-- RECORDS FOR THE EXERCISE follows --

//! Session registry.
//!
//! Maps session keys to live sessions. At most one session exists per key.
//! Starts are serialized so path allocation and archive creation never race;
//! stops remove the entry and move the session to `Finalizing` under the
//! same lock, so lookups never observe a closing session.

use std::collections::HashMap;
use std::path::{Path, PathBuf};
use std::sync::Arc;

use chrono::NaiveDate;
use futures::future::join_all;
use parking_lot::{Mutex, RwLock};
use tokio::task::JoinHandle;
use tracing::{error, info, warn};

use reelhouse_archive::{day_partition, NamingPolicy, PathClaims};
use reelhouse_core::{Clock, Config, SessionKey, Subject};

use crate::error::{RecorderError, Result};
use crate::session::{ArchiveContext, Session};

/// Settings a registry needs to place and describe archives.
#[derive(Debug, Clone)]
pub struct RegistryOptions {
    /// Recording root; day partitions are created beneath it
    pub root: PathBuf,
    /// Archive extension, without the dot
    pub extension: String,
    /// Metadata shared by every archive
    pub context: ArchiveContext,
}

impl RegistryOptions {
    pub fn new(root: impl Into<PathBuf>) -> Self {
        Self {
            root: root.into(),
            extension: "mcpr".to_string(),
            context: ArchiveContext::default(),
        }
    }

    pub fn from_config(config: &Config) -> Self {
        Self {
            root: config.recording.root.clone(),
            extension: config.recording.extension.clone(),
            context: ArchiveContext {
                server_name: config.recording.server_name.clone(),
                protocol_version: config.recording.protocol_version,
                host_version: config.recording.host_version.clone(),
            },
        }
    }
}

/// Handle to a live session, for feeding events.
pub type SessionHandle = Arc<Session>;

/// Concurrency-safe registry of active sessions.
pub struct SessionRegistry {
    entries: RwLock<HashMap<SessionKey, SessionHandle>>,
    /// Serializes starts: path allocation and archive creation.
    start_lock: Mutex<()>,
    claims: PathClaims,
    naming: NamingPolicy,
    root: PathBuf,
    partition: RwLock<NaiveDate>,
    clock: Arc<dyn Clock>,
    context: ArchiveContext,
}

impl SessionRegistry {
    /// Create a registry whose day partition is the clock's current date.
    pub fn new(options: RegistryOptions, clock: Arc<dyn Clock>) -> Self {
        let today = clock.today();
        // Claims are keyed by absolute path; keep ours comparable.
        let root = std::env::current_dir()
            .map(|cwd| cwd.join(&options.root))
            .unwrap_or(options.root);
        Self {
            entries: RwLock::new(HashMap::new()),
            start_lock: Mutex::new(()),
            claims: PathClaims::new(),
            naming: NamingPolicy::new(options.extension),
            root,
            partition: RwLock::new(today),
            clock,
            context: options.context,
        }
    }

    pub fn root(&self) -> &Path {
        &self.root
    }

    pub fn naming(&self) -> &NamingPolicy {
        &self.naming
    }

    pub fn claims(&self) -> &PathClaims {
        &self.claims
    }

    pub fn clock(&self) -> &Arc<dyn Clock> {
        &self.clock
    }

    pub(crate) fn context(&self) -> &ArchiveContext {
        &self.context
    }

    /// Current day partition date.
    pub fn partition(&self) -> NaiveDate {
        *self.partition.read()
    }

    /// Advance the day partition. New sessions land in the new directory.
    pub fn set_partition(&self, date: NaiveDate) {
        *self.partition.write() = date;
    }

    /// Directory of the current day partition.
    pub fn partition_dir(&self) -> PathBuf {
        day_partition(&self.root, self.partition())
    }

    /// Start a session under the current day partition.
    pub fn start_session(&self, key: SessionKey, subject: Arc<dyn Subject>) -> Result<SessionHandle> {
        self.start_session_in(key, subject, None)
    }

    /// Start a session, optionally in a specific directory instead of the
    /// current day partition.
    ///
    /// Fails with `AlreadyRecording` if the key is taken and with
    /// `SubjectUnavailable` if the subject is offline.
    pub fn start_session_in(
        &self,
        key: SessionKey,
        subject: Arc<dyn Subject>,
        dir: Option<&Path>,
    ) -> Result<SessionHandle> {
        if !subject.is_online() {
            return Err(RecorderError::SubjectUnavailable(key));
        }

        let _guard = self.start_lock.lock();
        if self.entries.read().contains_key(&key) {
            return Err(RecorderError::AlreadyRecording(key));
        }

        let base_dir = match dir {
            Some(dir) => dir.to_path_buf(),
            None => self.partition_dir(),
        };
        let path = self
            .naming
            .next_path(&base_dir, subject.name(), self.clock.now())?;

        let session = Arc::new(Session::new(
            key.clone(),
            subject,
            path,
            Arc::clone(&self.clock),
            self.context.clone(),
        ));
        session.begin(&self.claims)?;

        // Inserts only happen under `start_lock`, so the key is still free.
        self.entries.write().insert(key.clone(), Arc::clone(&session));

        info!(
            key = %key,
            subject = %session.subject_name(),
            path = %session.output_path().display(),
            "Recording started"
        );
        Ok(session)
    }

    /// Stop a session, seal its archive and return the archive path.
    pub fn stop_session(&self, key: &SessionKey) -> Result<PathBuf> {
        let (session, pending) = {
            let mut entries = self.entries.write();
            let session = entries
                .remove(key)
                .ok_or_else(|| RecorderError::NotRecording(key.clone()))?;
            let pending = session.begin_finalize()?;
            (session, pending)
        };

        match session.complete_finalize(pending) {
            Ok(path) => {
                info!(key = %key, path = %path.display(), "Recording saved");
                Ok(path)
            }
            Err(e) => {
                error!(key = %key, error = %e, "Recording failed to seal");
                Err(e)
            }
        }
    }

    /// Stop every active session independently. A failure on one key does
    /// not prevent the others from stopping.
    pub fn stop_all(&self) -> Vec<(SessionKey, Result<PathBuf>)> {
        self.list_active()
            .into_iter()
            .map(|key| {
                let result = self.stop_session(&key);
                (key, result)
            })
            .collect()
    }

    /// Stop a session on the blocking pool. The handle resolves once the
    /// archive is sealed.
    pub fn stop_session_detached(self: &Arc<Self>, key: SessionKey) -> JoinHandle<Result<PathBuf>> {
        let registry = Arc::clone(self);
        tokio::task::spawn_blocking(move || registry.stop_session(&key))
    }

    /// Stop every active session concurrently and wait for all of them.
    pub async fn stop_all_async(self: &Arc<Self>) -> Vec<(SessionKey, Result<PathBuf>)> {
        let keys = self.list_active();
        let handles: Vec<_> = keys
            .iter()
            .cloned()
            .map(|key| self.stop_session_detached(key))
            .collect();

        let results = join_all(handles).await;
        keys.into_iter()
            .zip(results)
            .map(|(key, joined)| {
                let result = joined.unwrap_or_else(|e| {
                    warn!(key = %key, error = %e, "Stop task did not complete");
                    Err(RecorderError::Io(std::io::Error::new(
                        std::io::ErrorKind::Other,
                        e.to_string(),
                    )))
                });
                (key, result)
            })
            .collect()
    }

    /// Look up a live session.
    pub fn get(&self, key: &SessionKey) -> Option<SessionHandle> {
        self.entries.read().get(key).cloned()
    }

    pub fn is_active(&self, key: &SessionKey) -> bool {
        self.entries.read().contains_key(key)
    }

    pub fn active_count(&self) -> usize {
        self.entries.read().len()
    }

    /// Snapshot of active keys, sorted.
    pub fn list_active(&self) -> Vec<SessionKey> {
        let mut keys: Vec<SessionKey> = self.entries.read().keys().cloned().collect();
        keys.sort();
        keys
    }

    /// Snapshot of active sessions, sorted by key.
    pub fn sessions(&self) -> Vec<SessionHandle> {
        let mut sessions: Vec<SessionHandle> = self.entries.read().values().cloned().collect();
        sessions.sort_by(|a, b| a.key().cmp(b.key()));
        sessions
    }
}

#[cfg(test)]
mod tests {
    use super::*;
    use crate::testing::{hold_read_lock, TestSubject};
    use reelhouse_archive::Archive;
    use reelhouse_core::{ManualClock, SessionState};
    use tempfile::TempDir;

    fn registry(tmp: &TempDir) -> SessionRegistry {
        let clock = ManualClock::at(2024, 5, 17, 12, 0, 0);
        SessionRegistry::new(RegistryOptions::new(tmp.path()), Arc::new(clock))
    }

    #[test]
    fn test_start_places_archive_in_partition() {
        let tmp = TempDir::new().unwrap();
        let reg = registry(&tmp);
        let subject = TestSubject::online("alice");
        let key = SessionKey::Subject(subject.id());

        let session = reg.start_session(key.clone(), subject).unwrap();
        assert_eq!(
            session.output_path(),
            tmp.path().join("2024_05_17").join("alice_12-00-00_1.mcpr")
        );
        assert_eq!(session.state(), SessionState::Recording);
        assert!(reg.is_active(&key));
        assert_eq!(reg.active_count(), 1);
    }

    #[test]
    fn test_duplicate_start_rejected() {
        let tmp = TempDir::new().unwrap();
        let reg = registry(&tmp);
        let subject = TestSubject::online("alice");
        let key = SessionKey::Subject(subject.id());

        reg.start_session(key.clone(), subject.clone()).unwrap();
        let err = reg.start_session(key, subject).unwrap_err();
        assert!(matches!(err, RecorderError::AlreadyRecording(_)));
        assert_eq!(reg.active_count(), 1);
    }

    #[test]
    fn test_offline_subject_unavailable() {
        let tmp = TempDir::new().unwrap();
        let reg = registry(&tmp);
        let subject = TestSubject::offline("ghost");
        let err = reg
            .start_session(SessionKey::Subject(subject.id()), subject)
            .unwrap_err();
        assert!(matches!(err, RecorderError::SubjectUnavailable(_)));
        assert_eq!(reg.active_count(), 0);
    }

    #[test]
    fn test_stop_unknown_key_has_no_side_effects() {
        let tmp = TempDir::new().unwrap();
        let reg = registry(&tmp);
        let err = reg
            .stop_session(&SessionKey::Custom("nobody".to_string()))
            .unwrap_err();
        assert!(matches!(err, RecorderError::NotRecording(_)));
        assert!(std::fs::read_dir(tmp.path()).unwrap().next().is_none());
    }

    #[test]
    fn test_stop_removes_and_seals() {
        let tmp = TempDir::new().unwrap();
        let reg = registry(&tmp);
        let subject = TestSubject::online("alice");
        let key = SessionKey::Subject(subject.id());

        let session = reg.start_session(key.clone(), subject).unwrap();
        session.record_event(b"x".to_vec());
        let path = reg.stop_session(&key).unwrap();

        assert!(!reg.is_active(&key));
        assert_eq!(session.state(), SessionState::Closed);
        assert!(reg.claims().is_empty());
        assert_eq!(Archive::open(path).unwrap().events.len(), 1);
    }

    #[test]
    fn test_same_name_different_keys_get_distinct_paths() {
        let tmp = TempDir::new().unwrap();
        let reg = registry(&tmp);
        let a = reg
            .start_session(SessionKey::Custom("cam-one".into()), TestSubject::online("alice"))
            .unwrap();
        let b = reg
            .start_session(SessionKey::Custom("cam-two".into()), TestSubject::online("alice"))
            .unwrap();
        assert_ne!(a.output_path(), b.output_path());
        assert!(b.output_path().ends_with("alice_12-00-00_2.mcpr"));
    }

    #[test]
    fn test_stop_all_isolates_failures() {
        let tmp = TempDir::new().unwrap();
        let reg = registry(&tmp);
        let keys: Vec<SessionKey> = ["cam-one", "cam-two", "cam-three"]
            .iter()
            .map(|l| SessionKey::Custom(l.to_string()))
            .collect();
        for key in &keys {
            reg.start_session(key.clone(), TestSubject::online("alice")).unwrap();
        }
        let stuck = reg.get(&keys[1]).unwrap();
        let reader = hold_read_lock(stuck.output_path());

        let results = reg.stop_all();
        drop(reader);

        assert_eq!(results.len(), 3);
        let failed: Vec<&SessionKey> = results
            .iter()
            .filter(|(_, r)| r.is_err())
            .map(|(k, _)| k)
            .collect();
        assert_eq!(failed, vec![&keys[1]]);
        assert_eq!(stuck.state(), SessionState::Failed);
        assert!(stuck.output_path().exists());
        assert_eq!(reg.active_count(), 0);
        assert!(reg.claims().is_empty());
    }

    #[test]
    fn test_lookups_only_see_recording_sessions() {
        let tmp = TempDir::new().unwrap();
        let reg = registry(&tmp);
        let ok = SessionKey::Custom("cam-one".into());
        let bad = SessionKey::Custom("cam-two".into());
        reg.start_session(ok.clone(), TestSubject::online("alice")).unwrap();
        let failing = reg.start_session(bad.clone(), TestSubject::online("bob")).unwrap();

        let all_recording = |reg: &SessionRegistry| {
            reg.sessions()
                .iter()
                .all(|s| s.state() == SessionState::Recording)
        };
        assert!(all_recording(&reg));

        let reader = hold_read_lock(failing.output_path());
        assert!(reg.stop_session(&bad).is_err());
        drop(reader);
        assert!(!reg.is_active(&bad));
        assert!(reg.get(&bad).is_none());
        assert!(all_recording(&reg));

        reg.stop_session(&ok).unwrap();
        assert!(reg.get(&ok).is_none());
        assert_eq!(reg.active_count(), 0);

        // The key is free again after a failed seal.
        let again = reg.start_session(bad, TestSubject::online("bob")).unwrap();
        assert_eq!(again.state(), SessionState::Recording);
    }

    #[tokio::test]
    async fn test_stop_all_async_waits_for_all() {
        let tmp = TempDir::new().unwrap();
        let reg = Arc::new(registry(&tmp));
        for label in ["cam-one", "cam-two"] {
            reg.start_session(SessionKey::Custom(label.into()), TestSubject::online(label))
                .unwrap();
        }
        let results = reg.stop_all_async().await;
        assert_eq!(results.len(), 2);
        assert!(results.iter().all(|(_, r)| r.is_ok()));
        assert_eq!(reg.active_count(), 0);
    }

    #[tokio::test]
    async fn test_detached_stop_signals_completion() {
        let tmp = TempDir::new().unwrap();
        let reg = Arc::new(registry(&tmp));
        let key = SessionKey::Custom("cam-one".into());
        reg.start_session(key.clone(), TestSubject::online("alice")).unwrap();

        let path = reg.stop_session_detached(key.clone()).await.unwrap().unwrap();
        assert!(path.exists());
        assert!(!reg.is_active(&key));
    }
}
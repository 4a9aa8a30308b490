//! Error types for reelhouse.
//!
//! Crate-level errors for configuration and shared plumbing. The archive and
//! session crates define their own error enums that wrap these where needed.

use thiserror::Error;

/// Result type alias using the core [`Error`].
pub type Result<T> = std::result::Result<T, Error>;

/// Main error type for reelhouse-core.
#[derive(Error, Debug)]
pub enum Error {
    /// Configuration error
    #[error("Configuration error: {0}")]
    Config(String),

    /// IO error
    #[error("IO error: {0}")]
    Io(#[from] std::io::Error),

    /// JSON serialization error
    #[error("JSON error: {0}")]
    Json(#[from] serde_json::Error),

    /// Validation error
    #[error("Validation error: {0}")]
    Validation(String),

    /// Invalid custom session label
    #[error("Invalid label '{label}': {reason}")]
    InvalidLabel { label: String, reason: String },

    /// Internal error
    #[error("Internal error: {0}")]
    Internal(String),
}

impl Error {
    /// Get a recovery suggestion for this error.
    pub fn recovery_suggestion(&self) -> Option<&'static str> {
        match self {
            Error::Config(_) => Some("Check your config file at ~/.config/reelhouse/config.toml"),
            Error::InvalidLabel { .. } => {
                Some("Use 5-16 characters made of letters, digits, '_' or '-'")
            }
            Error::Io(_) => Some("Check that the recording directory exists and is writable"),
            _ => None,
        }
    }
}

/// Format an error with its recovery suggestion.
pub fn format_error_with_suggestion(error: &Error) -> String {
    let mut output = error.to_string();
    if let Some(suggestion) = error.recovery_suggestion() {
        output.push_str(&format!("\n  Suggestion: {}", suggestion));
    }
    output
}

-- RECORDS FOR THE EXERCISE concluded --

• **WORK REQUIRED**
Say how many lines in the data hold the string "reason", and say nothing else.

• **TASK SOLUTION**
2